[Opening Supplied data section]

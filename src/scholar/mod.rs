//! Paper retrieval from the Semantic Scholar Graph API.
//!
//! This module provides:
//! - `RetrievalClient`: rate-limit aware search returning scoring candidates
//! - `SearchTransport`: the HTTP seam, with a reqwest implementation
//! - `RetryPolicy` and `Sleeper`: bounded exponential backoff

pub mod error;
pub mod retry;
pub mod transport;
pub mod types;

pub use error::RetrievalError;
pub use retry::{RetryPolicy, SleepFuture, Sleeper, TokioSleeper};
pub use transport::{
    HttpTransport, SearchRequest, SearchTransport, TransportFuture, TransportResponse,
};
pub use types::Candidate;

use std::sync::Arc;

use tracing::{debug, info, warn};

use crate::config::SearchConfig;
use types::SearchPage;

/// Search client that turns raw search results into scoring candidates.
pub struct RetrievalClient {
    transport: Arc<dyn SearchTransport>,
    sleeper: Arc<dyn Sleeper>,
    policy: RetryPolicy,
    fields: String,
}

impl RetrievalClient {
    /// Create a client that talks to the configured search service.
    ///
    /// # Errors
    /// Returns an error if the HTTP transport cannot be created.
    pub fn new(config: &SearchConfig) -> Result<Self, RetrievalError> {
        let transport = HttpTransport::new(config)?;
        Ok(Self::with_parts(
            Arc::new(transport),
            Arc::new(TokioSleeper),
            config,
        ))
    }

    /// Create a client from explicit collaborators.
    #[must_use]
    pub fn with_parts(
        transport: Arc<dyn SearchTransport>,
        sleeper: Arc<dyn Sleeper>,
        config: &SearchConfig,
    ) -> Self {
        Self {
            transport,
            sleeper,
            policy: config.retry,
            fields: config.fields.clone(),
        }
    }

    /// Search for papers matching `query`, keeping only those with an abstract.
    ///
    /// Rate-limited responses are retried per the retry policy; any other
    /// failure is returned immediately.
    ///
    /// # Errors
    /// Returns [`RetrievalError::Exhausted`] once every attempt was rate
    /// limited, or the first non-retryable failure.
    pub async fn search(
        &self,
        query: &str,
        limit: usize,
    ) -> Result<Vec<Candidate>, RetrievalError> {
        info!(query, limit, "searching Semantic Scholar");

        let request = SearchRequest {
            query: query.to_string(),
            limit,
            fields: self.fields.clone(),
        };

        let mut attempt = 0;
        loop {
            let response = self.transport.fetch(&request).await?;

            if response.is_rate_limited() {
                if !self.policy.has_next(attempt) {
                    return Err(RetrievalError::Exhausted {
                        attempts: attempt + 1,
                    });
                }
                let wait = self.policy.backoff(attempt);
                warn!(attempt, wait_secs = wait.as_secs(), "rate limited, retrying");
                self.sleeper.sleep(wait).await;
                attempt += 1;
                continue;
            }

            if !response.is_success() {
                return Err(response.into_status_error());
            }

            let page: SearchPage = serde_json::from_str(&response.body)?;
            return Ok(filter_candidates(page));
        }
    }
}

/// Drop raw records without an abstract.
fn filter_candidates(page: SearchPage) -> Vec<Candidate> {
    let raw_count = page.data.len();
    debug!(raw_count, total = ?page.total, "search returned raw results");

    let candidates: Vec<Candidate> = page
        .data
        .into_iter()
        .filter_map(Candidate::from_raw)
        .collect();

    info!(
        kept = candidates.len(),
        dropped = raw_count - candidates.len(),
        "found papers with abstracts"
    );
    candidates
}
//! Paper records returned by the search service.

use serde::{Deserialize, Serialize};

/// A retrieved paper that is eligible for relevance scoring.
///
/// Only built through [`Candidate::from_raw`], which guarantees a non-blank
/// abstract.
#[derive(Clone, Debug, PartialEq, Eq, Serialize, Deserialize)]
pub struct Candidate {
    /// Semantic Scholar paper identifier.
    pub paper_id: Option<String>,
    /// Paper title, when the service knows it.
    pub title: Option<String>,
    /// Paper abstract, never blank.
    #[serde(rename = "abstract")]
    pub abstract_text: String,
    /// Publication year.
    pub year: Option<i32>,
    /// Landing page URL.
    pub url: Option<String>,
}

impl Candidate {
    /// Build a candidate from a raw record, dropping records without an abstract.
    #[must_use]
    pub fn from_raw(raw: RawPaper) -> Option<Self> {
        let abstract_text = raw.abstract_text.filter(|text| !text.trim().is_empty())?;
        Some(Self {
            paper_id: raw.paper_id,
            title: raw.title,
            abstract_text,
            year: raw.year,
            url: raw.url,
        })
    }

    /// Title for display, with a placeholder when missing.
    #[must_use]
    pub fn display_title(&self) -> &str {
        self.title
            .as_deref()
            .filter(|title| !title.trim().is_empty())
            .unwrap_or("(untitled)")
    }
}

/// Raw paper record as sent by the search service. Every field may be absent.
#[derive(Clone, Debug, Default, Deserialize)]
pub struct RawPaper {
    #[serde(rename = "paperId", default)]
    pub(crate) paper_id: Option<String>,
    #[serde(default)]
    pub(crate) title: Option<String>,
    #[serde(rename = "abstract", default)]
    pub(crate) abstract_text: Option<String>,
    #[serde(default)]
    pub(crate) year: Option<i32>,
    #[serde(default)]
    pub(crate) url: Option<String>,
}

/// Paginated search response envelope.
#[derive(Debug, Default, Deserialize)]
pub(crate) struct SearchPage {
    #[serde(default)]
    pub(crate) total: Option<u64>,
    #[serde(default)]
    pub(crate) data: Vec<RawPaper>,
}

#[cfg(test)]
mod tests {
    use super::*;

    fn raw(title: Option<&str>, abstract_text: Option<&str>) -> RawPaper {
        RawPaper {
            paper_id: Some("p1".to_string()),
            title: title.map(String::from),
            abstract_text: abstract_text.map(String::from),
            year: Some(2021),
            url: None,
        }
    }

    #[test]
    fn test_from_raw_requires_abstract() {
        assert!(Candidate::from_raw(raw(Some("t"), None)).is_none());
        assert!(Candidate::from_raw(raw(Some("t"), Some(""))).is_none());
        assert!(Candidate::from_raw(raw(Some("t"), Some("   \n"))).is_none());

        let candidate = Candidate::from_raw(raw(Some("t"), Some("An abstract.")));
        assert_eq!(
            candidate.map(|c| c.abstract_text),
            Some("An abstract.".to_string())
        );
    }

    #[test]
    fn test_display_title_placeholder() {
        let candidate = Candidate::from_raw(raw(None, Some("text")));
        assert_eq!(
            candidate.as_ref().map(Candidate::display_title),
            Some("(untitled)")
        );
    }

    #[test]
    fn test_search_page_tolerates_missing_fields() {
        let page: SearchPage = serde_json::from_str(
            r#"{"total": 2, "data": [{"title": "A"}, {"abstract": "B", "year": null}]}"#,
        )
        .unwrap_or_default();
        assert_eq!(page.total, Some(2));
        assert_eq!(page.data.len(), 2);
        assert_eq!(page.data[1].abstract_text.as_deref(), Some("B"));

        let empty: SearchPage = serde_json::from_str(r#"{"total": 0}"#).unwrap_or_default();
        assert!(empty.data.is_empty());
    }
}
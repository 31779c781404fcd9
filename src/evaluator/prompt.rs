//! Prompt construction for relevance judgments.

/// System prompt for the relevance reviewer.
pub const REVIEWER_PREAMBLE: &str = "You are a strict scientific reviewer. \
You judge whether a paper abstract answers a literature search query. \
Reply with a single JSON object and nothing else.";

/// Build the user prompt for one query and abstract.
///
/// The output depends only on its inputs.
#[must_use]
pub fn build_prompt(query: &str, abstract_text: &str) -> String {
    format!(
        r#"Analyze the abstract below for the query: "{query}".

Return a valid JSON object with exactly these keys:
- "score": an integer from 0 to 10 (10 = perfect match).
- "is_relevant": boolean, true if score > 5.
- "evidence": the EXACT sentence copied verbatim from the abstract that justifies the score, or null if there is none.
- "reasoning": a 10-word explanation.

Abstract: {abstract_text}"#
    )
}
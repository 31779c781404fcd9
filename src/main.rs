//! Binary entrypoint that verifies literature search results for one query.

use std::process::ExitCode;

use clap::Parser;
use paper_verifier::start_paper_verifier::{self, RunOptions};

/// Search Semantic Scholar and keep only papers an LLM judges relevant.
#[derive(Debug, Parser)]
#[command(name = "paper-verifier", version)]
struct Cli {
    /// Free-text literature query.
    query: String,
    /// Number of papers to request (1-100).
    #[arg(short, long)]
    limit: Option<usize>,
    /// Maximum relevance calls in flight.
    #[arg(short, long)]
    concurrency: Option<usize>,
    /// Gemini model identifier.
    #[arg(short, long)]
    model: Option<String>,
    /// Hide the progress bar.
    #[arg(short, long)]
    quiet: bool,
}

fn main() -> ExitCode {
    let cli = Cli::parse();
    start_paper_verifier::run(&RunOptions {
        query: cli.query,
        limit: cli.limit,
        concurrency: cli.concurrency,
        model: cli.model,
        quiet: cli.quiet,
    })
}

[Closing Supplied data section]

§ **Instructions to follow**
Within the entries above, find the string "ExitCode" and return each line that holds it.

§ **Task result**
use std::process::ExitCode;
fn main() -> ExitCode {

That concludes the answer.